◆ Problem to work on: Scan the entries for the word "fraction" and return every line that has it.
BEGIN Material to process
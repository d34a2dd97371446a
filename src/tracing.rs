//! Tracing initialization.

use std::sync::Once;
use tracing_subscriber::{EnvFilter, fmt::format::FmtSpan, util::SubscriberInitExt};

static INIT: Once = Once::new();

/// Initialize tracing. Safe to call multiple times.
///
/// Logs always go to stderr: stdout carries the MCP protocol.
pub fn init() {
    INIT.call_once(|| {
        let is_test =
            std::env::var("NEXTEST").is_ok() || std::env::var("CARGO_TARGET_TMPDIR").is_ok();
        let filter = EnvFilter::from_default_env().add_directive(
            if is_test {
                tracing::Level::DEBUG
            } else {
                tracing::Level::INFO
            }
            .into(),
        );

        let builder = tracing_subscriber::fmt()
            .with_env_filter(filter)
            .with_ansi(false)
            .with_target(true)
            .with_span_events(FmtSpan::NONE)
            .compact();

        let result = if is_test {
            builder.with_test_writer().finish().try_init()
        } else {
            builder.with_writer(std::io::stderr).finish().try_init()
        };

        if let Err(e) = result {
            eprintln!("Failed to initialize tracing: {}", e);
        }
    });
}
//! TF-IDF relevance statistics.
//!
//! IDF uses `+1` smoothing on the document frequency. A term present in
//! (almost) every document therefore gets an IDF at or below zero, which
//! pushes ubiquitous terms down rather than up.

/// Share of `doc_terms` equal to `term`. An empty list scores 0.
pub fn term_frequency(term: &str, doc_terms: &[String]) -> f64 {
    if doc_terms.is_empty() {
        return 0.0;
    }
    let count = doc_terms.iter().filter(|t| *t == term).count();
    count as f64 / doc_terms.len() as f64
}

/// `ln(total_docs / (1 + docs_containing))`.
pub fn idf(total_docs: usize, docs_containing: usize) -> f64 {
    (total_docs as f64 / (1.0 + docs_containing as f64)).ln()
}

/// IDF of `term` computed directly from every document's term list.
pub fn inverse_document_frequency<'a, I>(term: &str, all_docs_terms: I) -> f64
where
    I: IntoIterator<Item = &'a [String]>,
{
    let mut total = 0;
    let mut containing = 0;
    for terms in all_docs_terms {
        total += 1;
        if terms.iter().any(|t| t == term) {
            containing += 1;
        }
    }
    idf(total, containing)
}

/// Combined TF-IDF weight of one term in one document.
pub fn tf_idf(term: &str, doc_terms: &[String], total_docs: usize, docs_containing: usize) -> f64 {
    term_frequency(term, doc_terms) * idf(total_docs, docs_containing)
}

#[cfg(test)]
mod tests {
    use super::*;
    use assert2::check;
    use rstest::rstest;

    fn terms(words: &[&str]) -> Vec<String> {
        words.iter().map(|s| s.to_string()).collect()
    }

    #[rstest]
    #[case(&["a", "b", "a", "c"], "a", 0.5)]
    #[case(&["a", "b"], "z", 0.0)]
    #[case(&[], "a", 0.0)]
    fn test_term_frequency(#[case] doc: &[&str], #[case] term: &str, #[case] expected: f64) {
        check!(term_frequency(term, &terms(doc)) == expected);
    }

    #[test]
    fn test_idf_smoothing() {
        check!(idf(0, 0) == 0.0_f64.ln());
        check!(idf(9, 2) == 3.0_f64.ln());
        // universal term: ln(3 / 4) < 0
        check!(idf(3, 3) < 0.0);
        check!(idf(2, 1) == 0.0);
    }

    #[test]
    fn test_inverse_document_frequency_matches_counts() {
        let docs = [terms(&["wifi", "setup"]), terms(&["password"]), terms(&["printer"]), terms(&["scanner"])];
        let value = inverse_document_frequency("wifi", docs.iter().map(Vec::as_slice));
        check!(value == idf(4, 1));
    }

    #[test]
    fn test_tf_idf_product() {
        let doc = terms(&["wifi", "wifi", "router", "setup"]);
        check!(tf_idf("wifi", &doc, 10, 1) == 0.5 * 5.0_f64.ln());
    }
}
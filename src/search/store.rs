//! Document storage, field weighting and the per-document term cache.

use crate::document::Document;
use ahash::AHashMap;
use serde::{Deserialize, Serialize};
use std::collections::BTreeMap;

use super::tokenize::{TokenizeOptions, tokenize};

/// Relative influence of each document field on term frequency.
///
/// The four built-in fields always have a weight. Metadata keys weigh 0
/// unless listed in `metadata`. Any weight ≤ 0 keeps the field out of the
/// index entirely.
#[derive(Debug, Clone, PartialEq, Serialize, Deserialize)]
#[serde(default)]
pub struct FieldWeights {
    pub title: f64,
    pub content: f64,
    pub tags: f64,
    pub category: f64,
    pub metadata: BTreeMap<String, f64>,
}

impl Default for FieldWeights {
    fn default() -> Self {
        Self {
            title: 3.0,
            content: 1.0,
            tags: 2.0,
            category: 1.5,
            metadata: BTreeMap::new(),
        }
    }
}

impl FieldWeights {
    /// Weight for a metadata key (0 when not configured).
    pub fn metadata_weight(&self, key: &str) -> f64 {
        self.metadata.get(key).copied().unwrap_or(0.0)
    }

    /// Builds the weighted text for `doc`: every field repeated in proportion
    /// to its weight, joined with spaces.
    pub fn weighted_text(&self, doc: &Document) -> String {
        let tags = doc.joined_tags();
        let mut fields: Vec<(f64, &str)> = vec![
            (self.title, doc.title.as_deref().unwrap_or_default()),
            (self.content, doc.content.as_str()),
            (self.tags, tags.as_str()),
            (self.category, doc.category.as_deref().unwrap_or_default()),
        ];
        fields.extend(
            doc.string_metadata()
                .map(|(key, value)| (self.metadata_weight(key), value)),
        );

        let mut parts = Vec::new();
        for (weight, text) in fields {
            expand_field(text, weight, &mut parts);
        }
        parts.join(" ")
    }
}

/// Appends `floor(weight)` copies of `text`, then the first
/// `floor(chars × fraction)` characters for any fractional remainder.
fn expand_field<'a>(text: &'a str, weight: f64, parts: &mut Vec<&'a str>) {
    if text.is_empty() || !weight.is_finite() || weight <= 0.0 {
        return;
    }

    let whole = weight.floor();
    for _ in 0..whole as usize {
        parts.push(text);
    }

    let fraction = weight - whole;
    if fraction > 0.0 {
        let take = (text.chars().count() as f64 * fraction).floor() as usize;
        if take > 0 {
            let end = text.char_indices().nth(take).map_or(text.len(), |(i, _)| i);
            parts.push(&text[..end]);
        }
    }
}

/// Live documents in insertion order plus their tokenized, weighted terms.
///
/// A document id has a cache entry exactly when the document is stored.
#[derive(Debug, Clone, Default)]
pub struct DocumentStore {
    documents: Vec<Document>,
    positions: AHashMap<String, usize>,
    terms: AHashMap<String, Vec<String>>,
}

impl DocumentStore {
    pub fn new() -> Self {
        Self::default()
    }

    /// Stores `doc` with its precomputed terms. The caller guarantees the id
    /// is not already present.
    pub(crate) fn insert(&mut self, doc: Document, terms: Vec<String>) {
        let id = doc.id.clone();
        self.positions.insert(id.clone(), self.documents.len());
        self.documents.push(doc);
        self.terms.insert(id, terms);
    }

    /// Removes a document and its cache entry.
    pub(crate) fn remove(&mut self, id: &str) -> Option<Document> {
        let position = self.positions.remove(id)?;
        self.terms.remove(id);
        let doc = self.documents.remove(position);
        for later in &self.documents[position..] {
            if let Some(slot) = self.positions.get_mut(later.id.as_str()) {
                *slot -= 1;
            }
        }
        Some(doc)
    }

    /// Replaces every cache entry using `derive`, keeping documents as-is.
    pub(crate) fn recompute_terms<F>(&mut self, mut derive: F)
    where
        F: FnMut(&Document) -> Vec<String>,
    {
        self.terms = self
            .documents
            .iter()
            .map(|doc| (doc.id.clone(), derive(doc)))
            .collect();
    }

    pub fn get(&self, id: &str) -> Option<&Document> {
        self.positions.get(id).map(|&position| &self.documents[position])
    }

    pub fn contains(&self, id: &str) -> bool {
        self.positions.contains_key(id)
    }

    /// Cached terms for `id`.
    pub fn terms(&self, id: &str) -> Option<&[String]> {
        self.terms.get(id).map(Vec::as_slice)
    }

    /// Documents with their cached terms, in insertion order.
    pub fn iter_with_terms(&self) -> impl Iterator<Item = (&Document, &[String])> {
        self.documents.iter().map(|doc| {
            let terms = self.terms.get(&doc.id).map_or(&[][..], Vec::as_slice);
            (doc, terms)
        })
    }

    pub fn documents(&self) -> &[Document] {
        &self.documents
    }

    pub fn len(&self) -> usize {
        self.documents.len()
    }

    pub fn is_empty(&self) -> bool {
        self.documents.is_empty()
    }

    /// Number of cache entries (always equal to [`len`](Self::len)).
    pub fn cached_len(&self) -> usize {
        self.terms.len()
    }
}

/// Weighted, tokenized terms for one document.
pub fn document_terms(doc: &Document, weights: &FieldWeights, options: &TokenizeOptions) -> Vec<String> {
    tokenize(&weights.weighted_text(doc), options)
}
END Material to process
◆ Written solution:
/// `floor(chars × fraction)` characters for any fractional remainder.
    let fraction = weight - whole;
    if fraction > 0.0 {
        let take = (text.chars().count() as f64 * fraction).floor() as usize;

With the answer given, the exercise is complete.